▶ [Assignment]: How does the data below read from its first line through the line containing "use std::collections::HashMap;"? Print those lines exactly.

▶ [Task material]:

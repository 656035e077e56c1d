//! Dummy graphics context.
//!
//! Performs no GPU work. Buffers live in host memory so uploads can be read
//! back, and every call is recorded so resource lifetimes can be audited
//! after a run (headless `--backend dummy` runs and the tests both rely on
//! this).

use std::collections::HashMap;

use super::{
    AttributeBinding, BufferDescriptor, BufferUsage, Context, DrawCall, Elements, GraphicsError,
    Handle, Linked, ShaderSources, VertexLayout, Viewport,
};

/// A recorded context call.
#[derive(Clone, Debug, PartialEq)]
pub(crate) enum Call {
    CreateBuffer(Handle),
    WriteBuffer(Handle, usize),
    DeleteBuffer(Handle),
    CreateVertexArray(Handle),
    BindVertexArray(Handle, Handle),
    DeleteVertexArray(Handle),
    LinkProgram(Handle),
    DeleteProgram(Handle),
    SetViewport(Viewport),
    Draw(DrawCall),
}

#[derive(Debug)]
struct DummyBuffer {
    usage: BufferUsage,
    contents: Vec<u8>,
}

#[derive(Debug, Default)]
struct DummyVertexArray {
    source: Option<Handle>,
    bindings: Vec<AttributeBinding>,
}

#[derive(Debug, Default)]
pub(crate) struct DummyContext {
    next_handle: u32,
    buffers: HashMap<Handle, DummyBuffer>,
    vertex_arrays: HashMap<Handle, DummyVertexArray>,
    /// Attribute bindings each program was linked against.
    programs: HashMap<Handle, Vec<AttributeBinding>>,
    viewport: Viewport,
    link_error: Option<String>,
    resource_limit: Option<usize>,
    frames: u64,
    calls: Vec<Call>,
}

impl DummyContext {
    pub(crate) fn new() -> Self {
        Self::default()
    }

    #[cfg(test)]
    /// Makes every subsequent link report `info_log`.
    pub(crate) fn with_link_error(mut self, info_log: impl Into<String>) -> Self {
        self.link_error = Some(info_log.into());
        self
    }

    #[cfg(test)]
    /// Fails every allocation once `limit` resources are alive.
    pub(crate) fn with_resource_limit(mut self, limit: usize) -> Self {
        self.resource_limit = Some(limit);
        self
    }

    #[cfg(test)]
    pub(crate) fn calls(&self) -> &[Call] {
        &self.calls
    }

    /// Number of buffers, vertex arrays and programs not yet deleted.
    pub(crate) fn live_resources(&self) -> usize {
        self.buffers.len() + self.vertex_arrays.len() + self.programs.len()
    }

    /// Number of handles ever created.
    pub(crate) fn created_resources(&self) -> usize {
        self.calls
            .iter()
            .filter(|call| {
                matches!(
                    call,
                    Call::CreateBuffer(_) | Call::CreateVertexArray(_) | Call::LinkProgram(_)
                )
            })
            .count()
    }

    pub(crate) fn frames(&self) -> u64 {
        self.frames
    }

    #[cfg(test)]
    pub(crate) fn viewport(&self) -> Viewport {
        self.viewport
    }

    #[cfg(test)]
    pub(crate) fn buffer_size(&self, buffer: Handle) -> Option<u64> {
        self.buffers.get(&buffer).map(|b| b.contents.len() as u64)
    }

    #[cfg(test)]
    pub(crate) fn buffer_usage(&self, buffer: Handle) -> Option<BufferUsage> {
        self.buffers.get(&buffer).map(|b| b.usage)
    }

    #[cfg(test)]
    pub(crate) fn buffer_contents(&self, buffer: Handle) -> Option<&[u8]> {
        self.buffers.get(&buffer).map(|b| b.contents.as_slice())
    }

    #[cfg(test)]
    pub(crate) fn vertex_array_source(&self, vertex_array: Handle) -> Option<Handle> {
        self.vertex_arrays.get(&vertex_array).and_then(|va| va.source)
    }

    #[cfg(test)]
    pub(crate) fn vertex_array_bindings(&self, vertex_array: Handle) -> Option<&[AttributeBinding]> {
        self.vertex_arrays.get(&vertex_array).map(|va| va.bindings.as_slice())
    }

    fn allocate_handle(&mut self) -> Result<Handle, GraphicsError> {
        if matches!(self.resource_limit, Some(limit) if self.live_resources() >= limit) {
            return Err(GraphicsError::OutOfMemory);
        }

        self.next_handle += 1;
        Ok(Handle::new(self.next_handle))
    }
}

impl Context for DummyContext {
    fn create_buffer(&mut self, descriptor: &BufferDescriptor) -> Result<Handle, GraphicsError> {
        let handle = self.allocate_handle()?;
        log::trace!(
            "DummyContext: creating {:?} buffer {:?} ({} bytes)",
            descriptor.kind,
            handle,
            descriptor.size
        );

        self.buffers.insert(
            handle,
            DummyBuffer {
                usage: descriptor.usage,
                contents: vec![0; descriptor.size as usize],
            },
        );
        self.calls.push(Call::CreateBuffer(handle));

        Ok(handle)
    }

    fn write_buffer(&mut self, buffer: Handle, contents: &[u8]) -> Result<(), GraphicsError> {
        let target = self
            .buffers
            .get_mut(&buffer)
            .ok_or(GraphicsError::UnknownHandle(buffer))?;

        if contents.len() > target.contents.len() {
            return Err(GraphicsError::BufferTooSmall {
                size: contents.len() as u64,
                capacity: target.contents.len() as u64,
            });
        }

        target.contents[..contents.len()].copy_from_slice(contents);
        self.calls.push(Call::WriteBuffer(buffer, contents.len()));

        Ok(())
    }

    fn read_buffer(&mut self, buffer: Handle, size: u64) -> Result<Option<Vec<u8>>, GraphicsError> {
        let source = self
            .buffers
            .get(&buffer)
            .ok_or(GraphicsError::UnknownHandle(buffer))?;

        source
            .contents
            .get(..size as usize)
            .map(|bytes| Some(bytes.to_vec()))
            .ok_or_else(|| GraphicsError::Readback(format!("{size} bytes is past the end of {buffer:?}")))
    }

    fn delete_buffer(&mut self, buffer: Handle) {
        if self.buffers.remove(&buffer).is_none() {
            log::warn!("DummyContext: deleting unknown buffer {:?}", buffer);
        }
        self.calls.push(Call::DeleteBuffer(buffer));
    }

    fn create_vertex_array(&mut self) -> Result<Handle, GraphicsError> {
        let handle = self.allocate_handle()?;
        self.vertex_arrays.insert(handle, DummyVertexArray::default());
        self.calls.push(Call::CreateVertexArray(handle));

        Ok(handle)
    }

    fn bind_vertex_array(
        &mut self,
        vertex_array: Handle,
        buffer: Handle,
        bindings: &[AttributeBinding],
    ) -> Result<(), GraphicsError> {
        if !self.buffers.contains_key(&buffer) {
            return Err(GraphicsError::UnknownHandle(buffer));
        }

        let target = self
            .vertex_arrays
            .get_mut(&vertex_array)
            .ok_or(GraphicsError::UnknownHandle(vertex_array))?;
        target.source = Some(buffer);
        target.bindings = bindings.to_vec();

        log::trace!(
            "DummyContext: {:?} reads {} attributes from {:?}",
            vertex_array,
            bindings.len(),
            buffer
        );
        self.calls.push(Call::BindVertexArray(vertex_array, buffer));

        Ok(())
    }

    fn delete_vertex_array(&mut self, vertex_array: Handle) {
        if self.vertex_arrays.remove(&vertex_array).is_none() {
            log::warn!("DummyContext: deleting unknown vertex array {:?}", vertex_array);
        }
        self.calls.push(Call::DeleteVertexArray(vertex_array));
    }

    fn link_program(
        &mut self,
        _sources: &ShaderSources,
        layout: &VertexLayout,
    ) -> Result<Linked, GraphicsError> {
        let handle = self.allocate_handle()?;
        log::trace!(
            "DummyContext: linking program {:?} ({} attributes)",
            handle,
            layout.attributes().len()
        );

        self.programs.insert(handle, AttributeBinding::for_layout(layout));
        self.calls.push(Call::LinkProgram(handle));

        Ok(Linked {
            handle,
            info_log: self.link_error.clone(),
        })
    }

    fn delete_program(&mut self, program: Handle) {
        if self.programs.remove(&program).is_none() {
            log::warn!("DummyContext: deleting unknown program {:?}", program);
        }
        self.calls.push(Call::DeleteProgram(program));
    }

    fn set_viewport(&mut self, viewport: Viewport) {
        self.viewport = viewport;
        self.calls.push(Call::SetViewport(viewport));
    }

    fn draw(&mut self, call: &DrawCall) -> Result<bool, GraphicsError> {
        let expected = self
            .programs
            .get(&call.program)
            .ok_or(GraphicsError::UnknownHandle(call.program))?;

        let vertex_array = self
            .vertex_arrays
            .get(&call.vertex_array)
            .ok_or(GraphicsError::UnknownHandle(call.vertex_array))?;
        let source = vertex_array.source.ok_or(GraphicsError::Unbound(call.vertex_array))?;

        // The bound buffer may have been deleted since the bind
        if !self.buffers.contains_key(&source) {
            return Err(GraphicsError::UnknownHandle(source));
        }

        if vertex_array.bindings != *expected {
            return Err(GraphicsError::LayoutMismatch {
                program: call.program,
                vertex_array: call.vertex_array,
            });
        }

        if let Elements::Indexed { buffer, count } = call.elements {
            let indices = self.buffers.get(&buffer).ok_or(GraphicsError::UnknownHandle(buffer))?;
            let capacity = (indices.contents.len() / std::mem::size_of::<u32>()) as u32;
            if count > capacity {
                return Err(GraphicsError::Overflow { count: count as usize, capacity });
            }
        }

        if self.viewport.is_empty() {
            return Ok(false);
        }

        self.frames += 1;
        self.calls.push(Call::Draw(*call));

        Ok(true)
    }
}
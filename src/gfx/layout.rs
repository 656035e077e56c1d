//! Reflection-free vertex layout descriptors.
//!
//! A [`VertexLayout`] lists the float attributes of a vertex record in the
//! order they appear in memory. Layouts are built in `const` context, so a
//! malformed layout for a built-in record is a compile error rather than
//! corrupted rendering.

use super::LayoutError;

const FLOAT_SIZE: u32 = std::mem::size_of::<f32>() as u32;

#[derive(Copy, Clone, Debug, PartialEq, Eq)]
pub(crate) struct VertexAttribute {
    name: &'static str,
    index: u32,
    components: u32,
    offset: u32,
}

impl VertexAttribute {
    pub(crate) const fn new(name: &'static str, index: u32, components: u32, offset: u32) -> Self {
        Self { name, index, components, offset }
    }

    #[cfg(test)]
    pub(crate) const fn name(&self) -> &'static str {
        self.name
    }

    pub(crate) const fn index(&self) -> u32 {
        self.index
    }

    pub(crate) const fn components(&self) -> u32 {
        self.components
    }

    pub(crate) const fn offset(&self) -> u32 {
        self.offset
    }

    pub(crate) const fn size(&self) -> u32 {
        self.components * FLOAT_SIZE
    }

    const fn end(&self) -> u32 {
        self.offset + self.size()
    }
}

#[derive(Copy, Clone, Debug, PartialEq, Eq)]
pub(crate) struct VertexLayout {
    attributes: &'static [VertexAttribute],
    stride: u32,
}

impl VertexLayout {
    /// Builds a layout, panicking on invalid input. Use in `const` items.
    pub(crate) const fn new(attributes: &'static [VertexAttribute]) -> Self {
        match Self::try_new(attributes) {
            Ok(layout) => layout,
            Err(_) => panic!("invalid vertex layout"),
        }
    }

    pub(crate) const fn try_new(attributes: &'static [VertexAttribute]) -> Result<Self, LayoutError> {
        if attributes.is_empty() {
            return Err(LayoutError::Empty);
        }

        let mut stride = 0;
        let mut i = 0;
        while i < attributes.len() {
            let attribute = attributes[i];
            if attribute.components == 0 || attribute.components > 4 {
                return Err(LayoutError::ComponentCount {
                    name: attribute.name,
                    components: attribute.components,
                });
            }

            stride += attribute.size();
            i += 1;
        }

        let mut i = 0;
        while i < attributes.len() {
            let a = attributes[i];
            if a.offset % FLOAT_SIZE != 0 {
                return Err(LayoutError::Misaligned { name: a.name, offset: a.offset });
            }

            if a.end() > stride {
                return Err(LayoutError::OutOfBounds { name: a.name, offset: a.offset, stride });
            }

            let mut j = i + 1;
            while j < attributes.len() {
                let b = attributes[j];
                if a.index == b.index {
                    return Err(LayoutError::DuplicateIndex {
                        first: a.name,
                        second: b.name,
                        index: a.index,
                    });
                }

                if a.offset < b.end() && b.offset < a.end() {
                    return Err(LayoutError::Overlap { first: a.name, second: b.name });
                }

                j += 1;
            }

            i += 1;
        }

        Ok(Self { attributes, stride })
    }

    pub(crate) const fn stride(&self) -> u32 {
        self.stride
    }

    pub(crate) const fn attributes(&self) -> &'static [VertexAttribute] {
        self.attributes
    }

    pub(crate) fn attribute(&self, name: &str) -> Option<&'static VertexAttribute> {
        self.attributes.iter().find(|a| a.name == name)
    }
}

/// A tightly packed vertex record with a matching layout.
pub(crate) trait Vertex: bytemuck::Pod {
    const LAYOUT: VertexLayout;
}

/// Whether the record's size matches its layout stride.
///
/// Attribute ranges are already known to be disjoint and inside the stride,
/// so equal sizes mean the attributes tile the record exactly.
pub(crate) const fn tiles<V: Vertex>() -> bool {
    V::LAYOUT.stride() as usize == std::mem::size_of::<V>()
}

▶ [Solution to the exercise]:
repository 656035e077e56c1d
//! Dummy graphics context.
//!
//! Performs no GPU work. Buffers live in host memory so uploads can be read
//! back, and every call is recorded so resource lifetimes can be audited
//! after a run (headless `--backend dummy` runs and the tests both rely on
//! this).

use std::collections::HashMap;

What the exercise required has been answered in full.